I find it fascinating that while we mostly understand each other, it seems like we still disagree on what sort of knowledge is useful. There is a weird gap here.

It seems like this is starting with something I basically knew? The visitor pattern in an object-oriented language is used for same things that a sum type and pattern-matching are used for in a functional language.

And then re-explaining it using a lot of mathematical jargon, which makes it considerably more obscure than the more hand-wavy explanation. And then saying "isn't that useful?"

But I was happy just informally knowing that they were equivalent, and I would be happier explaining this to someone else informally, using examples of the same code written in Java (say) and Haskell. I don't feel like the mathematical jargon helped? I guess it's sort of neat that you can explain it that way.

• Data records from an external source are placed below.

use std::fmt;

use reqwest::StatusCode;

/// Failure of a single request against the task API.
#[derive(Debug)]
pub enum ApiError {
    /// The request never produced a response (connect, timeout, TLS).
    Transport(reqwest::Error),
    /// The server answered with a non-success status.
    Status { status: StatusCode, body: String },
    /// The response body did not match the expected shape.
    Decode(reqwest::Error),
    /// The request could not be built from the given input.
    InvalidInput(String),
}

impl ApiError {
    pub fn status(&self) -> Option<StatusCode> {
        match self {
            ApiError::Status { status, .. } => Some(*status),
            ApiError::Transport(err) | ApiError::Decode(err) => err.status(),
            ApiError::InvalidInput(_) => None,
        }
    }
}

impl fmt::Display for ApiError {
    fn fmt(&self, f: &mut fmt::Formatter<'_>) -> fmt::Result {
        match self {
            ApiError::Transport(err) => write!(f, "request failed: {err}"),
            ApiError::Status { status, body } if body.trim().is_empty() => {
                write!(f, "server returned {status}")
            }
            ApiError::Status { status, body } => {
                write!(f, "server returned {status}: {}", body.trim())
            }
            ApiError::Decode(err) => write!(f, "failed to decode response: {err}"),
            ApiError::InvalidInput(message) => write!(f, "invalid request: {message}"),
        }
    }
}

impl std::error::Error for ApiError {
    fn source(&self) -> Option<&(dyn std::error::Error + 'static)> {
        match self {
            ApiError::Transport(err) | ApiError::Decode(err) => Some(err),
            ApiError::Status { .. } | ApiError::InvalidInput(_) => None,
        }
    }
}
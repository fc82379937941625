//! Partition layout computation for host media.
//!
//! Pure arithmetic: given the root content size and sizing policy, derive
//! the aligned two-partition MBR layout (FAT32 boot + ext4 root) and the
//! total image size. Reproducible bit-for-bit from the same inputs; the
//! device layer turns the result into `parted` script entries.

/// Byte layout of the two-partition host image.
///
/// Invariants (upheld by [`plan`], checked in tests):
/// `boot_start % alignment == 0`, `root_start % alignment == 0`,
/// `boot_end < root_start`, `image_size == root_start + root_size`.
#[derive(Debug, Clone, Copy, PartialEq, Eq)]
pub struct PartitionLayout {
    pub alignment: u64,
    pub boot_start: u64,
    pub boot_size: u64,
    pub boot_end: u64,
    pub root_start: u64,
    pub root_size: u64,
    pub root_end: u64,
    pub image_size: u64,
}

fn align_up(value: u64, alignment: u64) -> u64 {
    value.div_ceil(alignment) * alignment
}

/// Compute the layout.
///
/// `margin_fraction` and `margin_floor` add headroom to the root
/// partition: actual space usage rounds up to filesystem block size, and
/// the margin leaves free space on the provisioned host. Invalid inputs
/// (zero alignment, negative margins) are a caller contract violation.
pub fn plan(
    root_content_size: u64,
    boot_size: u64,
    alignment: u64,
    margin_fraction: f64,
    margin_floor: u64,
) -> PartitionLayout {
    debug_assert!(alignment > 0);
    debug_assert!(margin_fraction >= 0.0);

    let root_margin = (root_content_size as f64 * margin_fraction) as u64 + margin_floor;

    let boot_start = alignment;
    let boot_part_size = align_up(boot_size, alignment);
    let boot_end = boot_start + boot_part_size - 1;

    let root_start = boot_start + boot_part_size;
    let root_part_size = align_up(root_content_size + root_margin, alignment);
    let root_end = root_start + root_part_size - 1;

    PartitionLayout {
        alignment,
        boot_start,
        boot_size: boot_part_size,
        boot_end,
        root_start,
        root_size: root_part_size,
        root_end,
        image_size: root_start + root_part_size,
    }
}
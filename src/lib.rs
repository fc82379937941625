//! Provisioning pipeline for TowerOS host media.
//!
//! This crate prepares the bootable media (an SD card or a loop-mounted
//! disk image) that turns a machine into a host of a tower system, then
//! confirms the host comes alive on the network:
//!
//! - **Checksummed artifacts** - download-if-absent, verify-always image
//!   cache
//! - **Partition planning** - deterministic aligned two-partition MBR
//!   layout
//! - **Device lifecycle** - loop devices, mounts, and guaranteed cleanup
//!   on every exit path
//! - **Host configuration** - identity, credentials, locale and network
//!   assignment, handed off through `tower.env` on the boot partition
//! - **Discovery** - bounded SSH polling that registers the new host
//!
//! # Architecture
//!
//! ```text
//! provision::Provisioner
//!     │
//!     ├── hostcfg     config synthesis and persisted records
//!     ├── artifact    verified image acquisition and cache
//!     ├── layout      partition arithmetic (pure)
//!     ├── device      loop/mount session with cleanup guarantee
//!     ├── discovery   SSH reachability polling
//!     └── sshconf     host registry and SSH client config
//! ```
//!
//! External tools (parted, mkfs, dd, losetup, ssh) are reached through
//! the [`process::Runner`] capability so the whole pipeline can run
//! against a scripted fake in tests.

pub mod artifact;
pub mod checksum;
pub mod device;
pub mod discovery;
pub mod error;
pub mod hostcfg;
pub mod layout;
pub mod network;
pub mod preflight;
pub mod process;
pub mod provision;
pub mod settings;
pub mod sshconf;
pub mod task;

pub use error::{Error, Result};
pub use hostcfg::HostConfig;
pub use provision::{Outcome, Provisioner, ProvisionRequest};
pub use settings::Settings;
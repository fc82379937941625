//! The host registry: persisted per-host records and the SSH client
//! configuration that makes `ssh <name>` work after provisioning.
//!
//! Records live at `<config_dir>/hosts/<name>.env`, keypairs at
//! `<config_dir>/ssh/<name>[.pub]`, and the managed SSH configuration at
//! `<config_dir>/ssh/config`. The SSH config is rewritten block-wise: the
//! `Host <name>` block is replaced on rediscovery, everything else is
//! left untouched.

use std::collections::BTreeSet;
use std::fs;
use std::net::Ipv4Addr;
use std::path::{Path, PathBuf};

use crate::error::Result;
use crate::hostcfg::HostConfig;

#[derive(Debug, Clone)]
pub struct Registry {
    config_dir: PathBuf,
}

/// One row of the `status` listing.
#[derive(Debug, Clone, PartialEq, Eq)]
pub struct HostEntry {
    pub name: String,
    pub ip: String,
    pub online: bool,
}

impl Registry {
    pub fn new(config_dir: PathBuf) -> Self {
        Self { config_dir }
    }

    pub fn hosts_dir(&self) -> PathBuf {
        self.config_dir.join("hosts")
    }

    pub fn ssh_dir(&self) -> PathBuf {
        self.config_dir.join("ssh")
    }

    pub fn record_path(&self, name: &str) -> PathBuf {
        self.hosts_dir().join(format!("{name}.env"))
    }

    pub fn private_key_path(&self, name: &str) -> PathBuf {
        self.ssh_dir().join(name)
    }

    pub fn exists(&self, name: &str) -> bool {
        self.record_path(name).is_file()
    }

    /// Persist a host record, owner read/write only.
    pub fn save_record(&self, config: &HostConfig) -> Result<()> {
        let path = self.record_path(&config.hostname);
        log::info!("saving host configuration in {}...", path.display());
        config.save(&path)
    }

    pub fn load_record(&self, name: &str) -> Result<HostConfig> {
        HostConfig::load(&self.record_path(name))
    }

    /// Every static host address currently assigned in the registry.
    pub fn taken_ips(&self) -> BTreeSet<Ipv4Addr> {
        let mut taken = BTreeSet::new();
        let Ok(entries) = fs::read_dir(self.hosts_dir()) else {
            return taken;
        };
        for entry in entries.flatten() {
            let path = entry.path();
            if path.extension().and_then(|e| e.to_str()) != Some("env") {
                continue;
            }
            if let Ok(config) = HostConfig::load(&path) {
                if let Ok(ip) = config.static_host_ip.parse() {
                    taken.insert(ip);
                }
            }
        }
        taken
    }

    /// All registered hosts, for the `status` listing.
    pub fn hosts(&self) -> Vec<HostEntry> {
        let mut hosts = Vec::new();
        let Ok(entries) = fs::read_dir(self.hosts_dir()) else {
            return hosts;
        };
        for entry in entries.flatten() {
            let path = entry.path();
            if path.extension().and_then(|e| e.to_str()) != Some("env") {
                continue;
            }
            if let Ok(config) = HostConfig::load(&path) {
                hosts.push(HostEntry {
                    name: config.hostname,
                    ip: config.static_host_ip,
                    online: config.online,
                });
            }
        }
        hosts.sort_by(|a, b| a.name.cmp(&b.name));
        hosts
    }

    /// Insert or replace the managed `Host <name>` block in the SSH
    /// client configuration.
    pub fn update_ssh_config(&self, name: &str, ip: &str, user: &str, key_path: &Path) -> Result<()> {
        let config_path = self.ssh_dir().join("config");
        let existing = fs::read_to_string(&config_path).unwrap_or_default();

        let mut kept: Vec<&str> = Vec::new();
        let mut in_target_block = false;
        for line in existing.lines() {
            let trimmed = line.trim();
            if let Some(host) = trimmed.strip_prefix("Host ") {
                in_target_block = host.trim() == name;
            }
            if !in_target_block {
                kept.push(line);
            }
        }

        let mut updated = kept.join("\n");
        while updated.ends_with('\n') {
            updated.pop();
        }
        if !updated.is_empty() {
            updated.push('\n');
        }
        updated.push_str(&format!(
            "Host {name}\n    HostName {ip}\n    User {user}\n    IdentityFile {}\n    StrictHostKeyChecking no\n",
            key_path.display()
        ));

        fs::create_dir_all(self.ssh_dir())?;
        fs::write(&config_path, updated)?;
        Ok(())
    }
}

#[cfg(test)]
mod tests {
    use super::*;
    use crate::hostcfg::InstallMode;
    use tempfile::TempDir;

    fn config(name: &str, ip: &str) -> HostConfig {
        HostConfig {
            hostname: name.to_string(),
            username: "tower".to_string(),
            public_key: "ssh-ed25519 AAAA".to_string(),
            password_hash: "$6$s$h".to_string(),
            keyboard_layout: "us".to_string(),
            keyboard_variant: String::new(),
            timezone: "UTC".to_string(),
            lang: "en_US".to_string(),
            online: false,
            wlan_ssid: String::new(),
            wlan_shared_key: String::new(),
            thin_client_ip: "10.10.0.1".to_string(),
            tower_network: "10.10.0.0/24".to_string(),
            static_host_ip: ip.to_string(),
            router_ip: "10.20.0.254".to_string(),
            installation_mode: InstallMode::Install,
        }
    }

    #[test]
    fn record_round_trip_and_existence() {
        let tmp = TempDir::new().unwrap();
        let registry = Registry::new(tmp.path().to_path_buf());

        assert!(!registry.exists("alpha"));
        registry.save_record(&config("alpha", "10.10.0.2")).unwrap();
        assert!(registry.exists("alpha"));
        assert_eq!(
            registry.load_record("alpha").unwrap().static_host_ip,
            "10.10.0.2"
        );
    }

    #[test]
    fn taken_ips_collects_all_records() {
        let tmp = TempDir::new().unwrap();
        let registry = Registry::new(tmp.path().to_path_buf());
        registry.save_record(&config("alpha", "10.10.0.2")).unwrap();
        registry.save_record(&config("beta", "10.10.0.3")).unwrap();

        let taken = registry.taken_ips();
        assert!(taken.contains(&"10.10.0.2".parse().unwrap()));
        assert!(taken.contains(&"10.10.0.3".parse().unwrap()));
        assert_eq!(taken.len(), 2);
    }

    #[test]
    fn hosts_listing_is_sorted() {
        let tmp = TempDir::new().unwrap();
        let registry = Registry::new(tmp.path().to_path_buf());
        registry.save_record(&config("zeta", "10.10.0.3")).unwrap();
        registry.save_record(&config("alpha", "10.10.0.2")).unwrap();

        let names: Vec<String> = registry.hosts().into_iter().map(|h| h.name).collect();
        assert_eq!(names, vec!["alpha", "zeta"]);
    }

    #[test]
    fn update_ssh_config_appends_block() {
        let tmp = TempDir::new().unwrap();
        let registry = Registry::new(tmp.path().to_path_buf());
        registry
            .update_ssh_config("alpha", "10.10.0.2", "tower", Path::new("/keys/alpha"))
            .unwrap();

        let written = fs::read_to_string(registry.ssh_dir().join("config")).unwrap();
        assert!(written.contains("Host alpha"));
        assert!(written.contains("HostName 10.10.0.2"));
        assert!(written.contains("IdentityFile /keys/alpha"));
    }

    #[test]
    fn update_ssh_config_replaces_existing_block_only() {
        let tmp = TempDir::new().unwrap();
        let registry = Registry::new(tmp.path().to_path_buf());
        registry
            .update_ssh_config("alpha", "10.10.0.2", "tower", Path::new("/keys/alpha"))
            .unwrap();
        registry
            .update_ssh_config("beta", "10.10.0.3", "tower", Path::new("/keys/beta"))
            .unwrap();
        registry
            .update_ssh_config("alpha", "10.10.0.9", "tower", Path::new("/keys/alpha"))
            .unwrap();

        let written = fs::read_to_string(registry.ssh_dir().join("config")).unwrap();
        assert!(written.contains("HostName 10.10.0.9"));
        assert!(!written.contains("HostName 10.10.0.2"));
        assert!(written.contains("HostName 10.10.0.3"));
        assert_eq!(written.matches("Host alpha").count(), 1);
    }
}
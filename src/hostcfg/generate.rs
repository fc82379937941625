//! Host configuration synthesis.
//!
//! Validates every required input before producing a value that could
//! drive a destructive action: keys are read or freshly generated,
//! the one-time password is hashed for the target's shadow file, locale
//! falls back to the provisioning machine's own settings, and the network
//! identity is assigned from the registry's view of the tower networks.

use rand::distributions::Alphanumeric;
use rand::rngs::OsRng;
use rand::{Rng, RngCore};
use sha_crypt::{sha512_simple, Sha512Params};
use std::collections::BTreeSet;
use std::fs;
use std::path::{Path, PathBuf};
use zeroize::Zeroizing;

use crate::error::{check_environment_value, Error, Result};
use crate::hostcfg::{HostConfig, InstallMode};
use crate::network::{derive_wlan_key, next_free_ip};
use crate::process::{Cmd, Runner};
use crate::settings::Settings;
use crate::sshconf::Registry;

/// Inputs for generating a new host configuration.
#[derive(Debug, Clone, Default)]
pub struct GenerateRequest {
    pub name: String,
    /// Existing public key to install on the host. When unset a fresh
    /// ed25519 pair is generated, unless generation is disabled.
    pub public_key_path: Option<PathBuf>,
    pub generate_keypair: bool,
    pub keyboard_layout: Option<String>,
    pub keyboard_variant: Option<String>,
    pub timezone: Option<String>,
    pub lang: Option<String>,
    pub online: bool,
    pub wlan_ssid: Option<String>,
    pub wlan_password: Option<String>,
}

impl GenerateRequest {
    pub fn new(name: &str) -> Self {
        Self {
            name: name.to_string(),
            generate_keypair: true,
            ..Default::default()
        }
    }
}

/// A generated configuration plus the secrets that never enter the
/// persisted record.
#[derive(Debug)]
pub struct GeneratedConfig {
    pub config: HostConfig,
    /// One-time password, surfaced to the operator exactly once.
    pub password: Zeroizing<String>,
    pub private_key_path: PathBuf,
}

/// Generate the configuration for a brand-new host.
pub fn generate(
    request: &GenerateRequest,
    settings: &Settings,
    registry: &Registry,
    runner: &dyn Runner,
) -> Result<GeneratedConfig> {
    log::info!("preparing host configuration...");
    let name = check_environment_value("name", Some(request.name.as_str()))?;

    let (public_key_path, private_key_path) = match &request.public_key_path {
        Some(path) => (path.clone(), private_key_for(path)),
        None if request.generate_keypair => generate_key_pair(&name, &registry.ssh_dir(), runner)?,
        None => return Err(Error::missing("public-key-path")),
    };
    let public_key = fs::read_to_string(&public_key_path)
        .map_err(|_| Error::missing("public-key-path"))?
        .trim()
        .to_string();
    if public_key.is_empty() {
        return Err(Error::missing("public-key-path"));
    }

    generate_luks_key(&name, &settings.config_dir)?;

    let password = generate_password();
    let params = Sha512Params::new(5_000)
        .map_err(|e| Error::Command(anyhow::anyhow!("invalid sha512-crypt rounds: {e:?}")))?;
    let password_hash = sha512_simple(&password, &params)
        .map_err(|e| Error::Command(anyhow::anyhow!("password hashing failed: {e:?}")))?;

    let (keyboard_layout, keyboard_variant) = match (&request.keyboard_layout, &request.keyboard_variant) {
        (Some(layout), variant) => (layout.clone(), variant.clone().unwrap_or_default()),
        (None, variant) => {
            let (detected_layout, detected_variant) = detect_keymap(runner)?;
            (
                detected_layout,
                variant.clone().unwrap_or(detected_variant),
            )
        }
    };
    let timezone = match &request.timezone {
        Some(tz) => tz.clone(),
        None => detect_timezone(runner)?,
    };
    let lang = match &request.lang {
        Some(lang) => lang.clone(),
        None => detect_lang()?,
    };

    let is_router = name == settings.router_hostname;
    let online = request.online || is_router;

    let (wlan_ssid, wlan_shared_key) = if is_router {
        let ssid = check_environment_value("wlan-ssid", request.wlan_ssid.as_deref())?;
        let passphrase = check_environment_value("wlan-password", request.wlan_password.as_deref())?;
        let psk = derive_wlan_key(&ssid, &passphrase);
        (ssid, psk)
    } else {
        (String::new(), String::new())
    };

    let (network, thin_client_ip) = if online {
        (settings.network_online, settings.thin_client_ip_online)
    } else {
        (settings.network_offline, settings.thin_client_ip_offline)
    };

    let host_ip = if is_router {
        settings.router_ip
    } else {
        let mut taken: BTreeSet<_> = registry.taken_ips();
        taken.insert(thin_client_ip);
        taken.insert(settings.router_ip);
        next_free_ip(&network, settings.first_host_offset, &taken).ok_or_else(|| {
            Error::Command(anyhow::anyhow!("tower network {network} has no free address"))
        })?
    };

    let config = HostConfig {
        hostname: name,
        username: settings.default_user.clone(),
        public_key,
        password_hash,
        keyboard_layout,
        keyboard_variant,
        timezone,
        lang,
        online,
        wlan_ssid,
        wlan_shared_key,
        thin_client_ip: thin_client_ip.to_string(),
        tower_network: network.to_string(),
        static_host_ip: host_ip.to_string(),
        router_ip: settings.router_ip.to_string(),
        installation_mode: InstallMode::Install,
    };

    Ok(GeneratedConfig {
        config,
        password,
        private_key_path,
    })
}

/// Reload the persisted record for an `update` installation, reusing the
/// existing keypair and registry entry.
pub fn prepare_update(registry: &Registry, name: &str) -> Result<GeneratedConfig> {
    let mut config = registry
        .load_record(name)
        .map_err(|_| Error::missing("name"))?;
    config.installation_mode = InstallMode::Update;
    Ok(GeneratedConfig {
        config,
        password: Zeroizing::new(String::new()),
        private_key_path: registry.private_key_path(name),
    })
}

fn private_key_for(public_key_path: &Path) -> PathBuf {
    match public_key_path.extension().and_then(|e| e.to_str()) {
        Some("pub") => public_key_path.with_extension(""),
        _ => public_key_path.to_path_buf(),
    }
}

/// Generate a fresh ed25519 keypair under the tower SSH directory,
/// removing any stale pair of the same name first.
fn generate_key_pair(
    name: &str,
    ssh_dir: &Path,
    runner: &dyn Runner,
) -> Result<(PathBuf, PathBuf)> {
    fs::create_dir_all(ssh_dir)?;
    let key_path = ssh_dir.join(name);
    let pub_path = ssh_dir.join(format!("{name}.pub"));
    if key_path.exists() {
        fs::remove_file(&key_path)?;
    }
    if pub_path.exists() {
        fs::remove_file(&pub_path)?;
    }
    runner.run(
        &Cmd::new("ssh-keygen")
            .args(["-t", "ed25519", "-C", name])
            .arg("-f")
            .arg_path(&key_path)
            .args(["-N", ""])
            .error_msg("ssh-keygen failed"),
    )?;
    Ok((pub_path, key_path))
}

/// Random key material for the host's encrypted root, kept only on the
/// thin client.
fn generate_luks_key(name: &str, config_dir: &Path) -> Result<()> {
    let path = config_dir
        .join("luks")
        .join(format!("{name}_crypto_keyfile.bin"));
    if let Some(parent) = path.parent() {
        fs::create_dir_all(parent)?;
    }
    let mut key = vec![0u8; 2048];
    OsRng.fill_bytes(&mut key);
    fs::write(&path, &key)?;
    #[cfg(unix)]
    {
        use std::os::unix::fs::PermissionsExt;
        fs::set_permissions(&path, fs::Permissions::from_mode(0o600))?;
    }
    Ok(())
}

/// 22 alphanumeric characters from the OS CSPRNG (~131 bits).
fn generate_password() -> Zeroizing<String> {
    let password: String = OsRng
        .sample_iter(&Alphanumeric)
        .take(22)
        .map(char::from)
        .collect();
    Zeroizing::new(password)
}

fn detect_keymap(runner: &dyn Runner) -> Result<(String, String)> {
    let out = runner.run(
        &Cmd::new("localectl")
            .arg("status")
            .error_msg("localectl failed"),
    )?;
    let layout = parse_status_field(&out.stdout, "X11 Layout:")
        .ok_or_else(|| Error::missing("keyboard-layout"))?;
    let variant = parse_status_field(&out.stdout, "X11 Variant:").unwrap_or_default();
    Ok((layout, variant))
}

fn detect_timezone(runner: &dyn Runner) -> Result<String> {
    let out = runner.run(
        &Cmd::new("timedatectl")
            .args(["show", "-p", "Timezone", "--value"])
            .error_msg("timedatectl failed"),
    )?;
    let timezone = out.stdout_trimmed().to_string();
    if timezone.is_empty() {
        return Err(Error::missing("timezone"));
    }
    Ok(timezone)
}

fn detect_lang() -> Result<String> {
    let lang = std::env::var("LANG").unwrap_or_default();
    let lang = lang.split('.').next().unwrap_or_default().to_string();
    if lang.is_empty() {
        return Err(Error::missing("lang"));
    }
    Ok(lang)
}

fn parse_status_field(output: &str, label: &str) -> Option<String> {
    output
        .lines()
        .find_map(|line| line.trim().strip_prefix(label))
        .map(|value| value.trim().to_string())
        .filter(|value| !value.is_empty())
}
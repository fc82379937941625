use std::io::{self, BufRead, Write};
use std::path::PathBuf;

use anyhow::{bail, Context, Result};
use tower_provision::artifact::{resolve_cache_dir, ArtifactFetcher, HttpDownloader};
use tower_provision::error::Error;
use tower_provision::hostcfg::generate::GenerateRequest;
use tower_provision::preflight;
use tower_provision::process::SystemRunner;
use tower_provision::provision::{Confirmer, Outcome, ProvisionRequest, Provisioner};
use tower_provision::settings::Settings;
use tower_provision::sshconf::Registry;

fn usage() -> &'static str {
    "Usage:\n  tower-provision provision <name> [options]\n  tower-provision status\n  tower-provision fetch <artifact-name>\n\nProvision options:\n  --target <path>            target block device or image file (required)\n  --image <path>             host image override\n  --public-key-path <path>   install an existing public key\n  --keyboard-layout <code>   default: same as the thin client\n  --keyboard-variant <code>  default: same as the thin client\n  --timezone <tz>            e.g. Europe/Paris; default: same as the thin client\n  --lang <lang>              e.g. en_US; default: same as the thin client\n  --online                   attach the host to the online tower network\n  --wlan-ssid <ssid>         router only\n  --wlan-password <pass>     router only\n  --update                   re-provision an existing host, reusing its identity\n  --no-confirm               skip the confirmation prompt\n  --zero-device              overwrite the whole target with zeros first\n  --settings <path>          TOML settings override"
}

fn main() {
    env_logger::Builder::from_env(env_logger::Env::default().default_filter_or("info"))
        .format_timestamp(None)
        .init();

    if let Err(e) = run() {
        log::error!("{e:#}");
        std::process::exit(1);
    }
}

fn run() -> Result<()> {
    let args: Vec<String> = std::env::args().skip(1).collect();
    let args_ref: Vec<&str> = args.iter().map(String::as_str).collect();

    match args_ref.as_slice() {
        ["provision", name, rest @ ..] => provision(name, rest),
        ["status", rest @ ..] => status(rest),
        ["fetch", artifact, rest @ ..] => fetch(artifact, rest),
        _ => bail!(usage()),
    }
}

/// Asks on the terminal; only an explicit `y`/`yes` proceeds.
struct StdinConfirmer;

impl Confirmer for StdinConfirmer {
    fn confirm(&self, message: &str) -> bool {
        print!("{message} [y/N] ");
        if io::stdout().flush().is_err() {
            return false;
        }
        let mut answer = String::new();
        if io::stdin().lock().read_line(&mut answer).is_err() {
            return false;
        }
        matches!(answer.trim().to_ascii_lowercase().as_str(), "y" | "yes")
    }
}

fn provision(name: &str, rest: &[&str]) -> Result<()> {
    check_host_name(name)?;

    let mut request = ProvisionRequest {
        generate: GenerateRequest::new(name),
        ..Default::default()
    };
    let mut settings_path: Option<PathBuf> = None;

    let mut iter = rest.iter();
    while let Some(flag) = iter.next() {
        let mut value = |name: &str| -> Result<String> {
            iter.next()
                .map(|v| v.to_string())
                .with_context(|| format!("{name} requires a value"))
        };
        match *flag {
            "--target" => request.target = Some(PathBuf::from(value("--target")?)),
            "--image" => request.image = Some(PathBuf::from(value("--image")?)),
            "--public-key-path" => {
                request.generate.public_key_path = Some(PathBuf::from(value("--public-key-path")?))
            }
            "--keyboard-layout" => {
                request.generate.keyboard_layout = Some(value("--keyboard-layout")?)
            }
            "--keyboard-variant" => {
                request.generate.keyboard_variant = Some(value("--keyboard-variant")?)
            }
            "--timezone" => request.generate.timezone = Some(value("--timezone")?),
            "--lang" => request.generate.lang = Some(value("--lang")?),
            "--online" => request.generate.online = true,
            "--wlan-ssid" => request.generate.wlan_ssid = Some(value("--wlan-ssid")?),
            "--wlan-password" => request.generate.wlan_password = Some(value("--wlan-password")?),
            "--update" => request.update = true,
            "--no-confirm" => request.no_confirm = true,
            "--zero-device" => request.zero_device = true,
            "--settings" => settings_path = Some(PathBuf::from(value("--settings")?)),
            other => bail!("unknown option `{other}`\n\n{}", usage()),
        }
    }

    let settings = Settings::load(settings_path.as_deref())?;
    let registry = Registry::new(settings.config_dir.clone());
    if !request.update && registry.exists(name) {
        bail!("host name `{name}` already used; pass --update to re-provision it");
    }
    if request.update && !registry.exists(name) {
        bail!("unknown host `{name}`; provision it first without --update");
    }

    preflight::check_host_tools()?;

    let runner = SystemRunner::new();
    let provisioner = Provisioner::new(settings, &runner, &HttpDownloader, &StdinConfirmer);

    match provisioner.provision(&request) {
        Ok(Outcome::Provisioned { ip, .. }) => {
            println!("host `{name}` ready with IP {ip}");
            println!("access it with `ssh {name}`");
            println!(
                "WARNING: for security reasons, remove the external device containing \
                 the boot partition from the host once it is up."
            );
            Ok(())
        }
        Ok(Outcome::Declined) => {
            println!("provisioning cancelled; nothing was written");
            Ok(())
        }
        Err(Error::UnreachableHost { hostname, ip, .. }) => {
            bail!(
                "the image was written successfully, but `{hostname}` did not answer at {ip}; \
                 check the tower network cabling and power, then retry discovery with `ssh {hostname}`"
            )
        }
        Err(e) => Err(e.into()),
    }
}

fn status(rest: &[&str]) -> Result<()> {
    let settings_path = parse_settings_only(rest)?;
    let settings = Settings::load(settings_path.as_deref())?;
    let registry = Registry::new(settings.config_dir.clone());

    let hosts = registry.hosts();
    if hosts.is_empty() {
        println!("no hosts provisioned yet");
        return Ok(());
    }
    for host in hosts {
        let network = if host.online { "online" } else { "offline" };
        println!("{:<16} {:<16} {network}", host.name, host.ip);
    }
    Ok(())
}

fn fetch(artifact: &str, rest: &[&str]) -> Result<()> {
    let settings_path = parse_settings_only(rest)?;
    let settings = Settings::load(settings_path.as_deref())?;

    let known: Vec<&str> = tower_provision::artifact::REQUIRED_ARTIFACTS
        .iter()
        .map(|a| a.name)
        .collect();
    if !known.contains(&artifact) {
        bail!("unknown artifact `{artifact}`; expected one of: {}", known.join(", "));
    }

    let cache_dir = resolve_cache_dir(settings.cache_dir.as_deref())?;
    let fetcher = ArtifactFetcher::new(cache_dir, &HttpDownloader);
    let fetched = fetcher.acquire(artifact)?;
    println!("{} verified at {}", fetched.name, fetched.path.display());
    Ok(())
}

fn parse_settings_only(rest: &[&str]) -> Result<Option<PathBuf>> {
    match rest {
        [] => Ok(None),
        ["--settings", path] => Ok(Some(PathBuf::from(path))),
        _ => bail!(usage()),
    }
}

/// Host names drive filesystem paths and SSH config entries: 1-15
/// alphanumeric/hyphen characters, not purely numeric.
fn check_host_name(name: &str) -> Result<()> {
    let valid_chars = name
        .chars()
        .all(|c| c.is_ascii_alphanumeric() || c == '-');
    if name.is_empty() || name.len() > 15 || !valid_chars {
        bail!("host name invalid: must be 1-15 alphanumeric or hyphen characters");
    }
    if name.chars().all(|c| c.is_ascii_digit()) {
        bail!("host name invalid: must not be purely numeric");
    }
    Ok(())
}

(Thanks for continuing to engage on this. It's a fun conversation :) )

Yes, I suspect the blog post is more interesting if you already have a theoretical background, and are interested in the various ways that theory plays out in applications. I certainly doubt the post was written with the HN audience in mind in particular.

For me, theory is like a compression algorithm for knowledge. The more I can interrelate things, the less I have to duplicate the commonalities, and the more I can focus on remembering (and judging based on) the differences. So I get a lot out of this kind of thing.

(Personally, I use these kinds of transforms all the time -- especially "defunctionalize the continuation", which is lovely for mechanically making a simple recursive algorithm into an iterative one more suitable for something like Java. The theoretical background makes me more comfortable going between different representations and keeping track of precisely what is changing and what is being held fixed.)

I guess it's more about fluency in changing code than fluency in reading or writing code. Dynamics rather than statics. I think I can appreciate that if you're just looking at Visitor or sum types in isolation, it's not worth getting into the weeds over. But it's comforting to me to know that if I need to change various parts of a system, I know exactly what and where my degrees of freedom are. I can redefine the module boundaries one step at a time, and relatively smoothly and slowly shift the mass of the codebase around.


I agree that the "defunctionalize the continuation" refactoring is neat and non-obvious.

My feeling about refactorings is that you can use a tool that does it automatically (preferred, when available) or you can do it by hand (when not). I'm not sure I need to be thinking abstractly in math to do the hand-refactoring though. If I know where I'm starting from and where I want to end up then I can informally pattern-match. But I guess it's a more intuitive approach and it sounds like you prefer to think about it a different way.

Refactoring in small mechanical steps is generally less risky, though good tests can also reduce the risk.

Possibly one difference is that in Haskell, you're close to thinking in math already.


Just a heads-up, but sealed classes (basically sum types) and proper pattern matching is coming to Java.


After many years of not having them ;) I'll be very glad to be able to retire this well-used gripe.


We got Streams that don't short-circuit properly and Optionals that throw NullPointerExceptions, what creative fuck-ups do you reckon we'll get with sum types & pattern matching?


Shh, you've said the quiet part out loud ;)


I know in F# it is much better to use a discriminated union because you get automatic comparison and equals implementations.

You can't use functions as map keys, for example.